Activity:
Each record that follows must be printed exactly as given.

---------- The input

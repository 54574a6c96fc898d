//! Handlers for `/restaurants` endpoints.
//!
//! | Method | Path | Notes |
//! |--------|------|-------|
//! | `GET`  | `/restaurants` | All restaurants; empty array is valid |
//! | `GET`  | `/restaurants/:id` | 404 if not found |
//! | `POST` | `/restaurants` | Body: [`NewRestaurant`]; returns 201 |
//!
//! The handlers are pure pass-throughs: the path id is resolved to an entity
//! by the store lookup, and a miss becomes the standard 404 body.

use std::sync::Arc;

use axum::{
  Json,
  extract::{Path, State},
  http::StatusCode,
  response::IntoResponse,
};
use tably_core::{
  restaurant::{NewRestaurant, Restaurant},
  store::DirectoryStore,
};
use uuid::Uuid;

use crate::error::ApiError;

/// `GET /restaurants`
pub async fn list<S>(
  State(store): State<Arc<S>>,
) -> Result<Json<Vec<Restaurant>>, ApiError>
where
  S: DirectoryStore,
{
  let restaurants = store
    .list_restaurants()
    .await
    .map_err(ApiError::from_store)?;
  Ok(Json(restaurants))
}

/// `GET /restaurants/:id`
pub async fn get_one<S>(
  State(store): State<Arc<S>>,
  Path(id): Path<Uuid>,
) -> Result<Json<Restaurant>, ApiError>
where
  S: DirectoryStore,
{
  let restaurant = store
    .get_restaurant(id)
    .await
    .map_err(ApiError::from_store)?
    .ok_or_else(|| ApiError::NotFound(format!("restaurant {id} not found")))?;
  Ok(Json(restaurant))
}

/// `POST /restaurants` — returns 201 + the stored entity with its assigned
/// identifier.
pub async fn create<S>(
  State(store): State<Arc<S>>,
  Json(body): Json<NewRestaurant>,
) -> Result<impl IntoResponse, ApiError>
where
  S: DirectoryStore,
{
  let restaurant = store
    .add_restaurant(body)
    .await
    .map_err(ApiError::from_store)?;
  Ok((StatusCode::CREATED, Json(restaurant)))
}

--------------------

Finished exercise:
repository 54574a6c96fc898d
//! Handlers for `/restaurants` endpoints.
//!
//! | Method | Path | Notes |
//! |--------|------|-------|
//! | `GET`  | `/restaurants` | All restaurants; empty array is valid |
//! | `GET`  | `/restaurants/:id` | 404 if not found |
//! | `POST` | `/restaurants` | Body: [`NewRestaurant`]; returns 201 |
//!
//! The handlers are pure pass-throughs: the path id is resolved to an entity
//! by the store lookup, and a miss becomes the standard 404 body.

use std::sync::Arc;

use axum::{
  Json,
  extract::{Path, State},
  http::StatusCode,
  response::IntoResponse,
};
use tably_core::{
  restaurant::{NewRestaurant, Restaurant},
  store::DirectoryStore,
};
use uuid::Uuid;

use crate::error::ApiError;

/// `GET /restaurants`
pub async fn list<S>(
  State(store): State<Arc<S>>,
) -> Result<Json<Vec<Restaurant>>, ApiError>
where
  S: DirectoryStore,
{
  let restaurants = store
    .list_restaurants()
    .await
    .map_err(ApiError::from_store)?;
  Ok(Json(restaurants))
}

/// `GET /restaurants/:id`
pub async fn get_one<S>(
  State(store): State<Arc<S>>,
  Path(id): Path<Uuid>,
) -> Result<Json<Restaurant>, ApiError>
where
  S: DirectoryStore,
{
  let restaurant = store
    .get_restaurant(id)
    .await
    .map_err(ApiError::from_store)?
    .ok_or_else(|| ApiError::NotFound(format!("restaurant {id} not found")))?;
  Ok(Json(restaurant))
}

/// `POST /restaurants` — returns 201 + the stored entity with its assigned
/// identifier.
pub async fn create<S>(
  State(store): State<Arc<S>>,
  Json(body): Json<NewRestaurant>,
) -> Result<impl IntoResponse, ApiError>
where
  S: DirectoryStore,
{
  let restaurant = store
    .add_restaurant(body)
    .await
    .map_err(ApiError::from_store)?;
  Ok((StatusCode::CREATED, Json(restaurant)))
}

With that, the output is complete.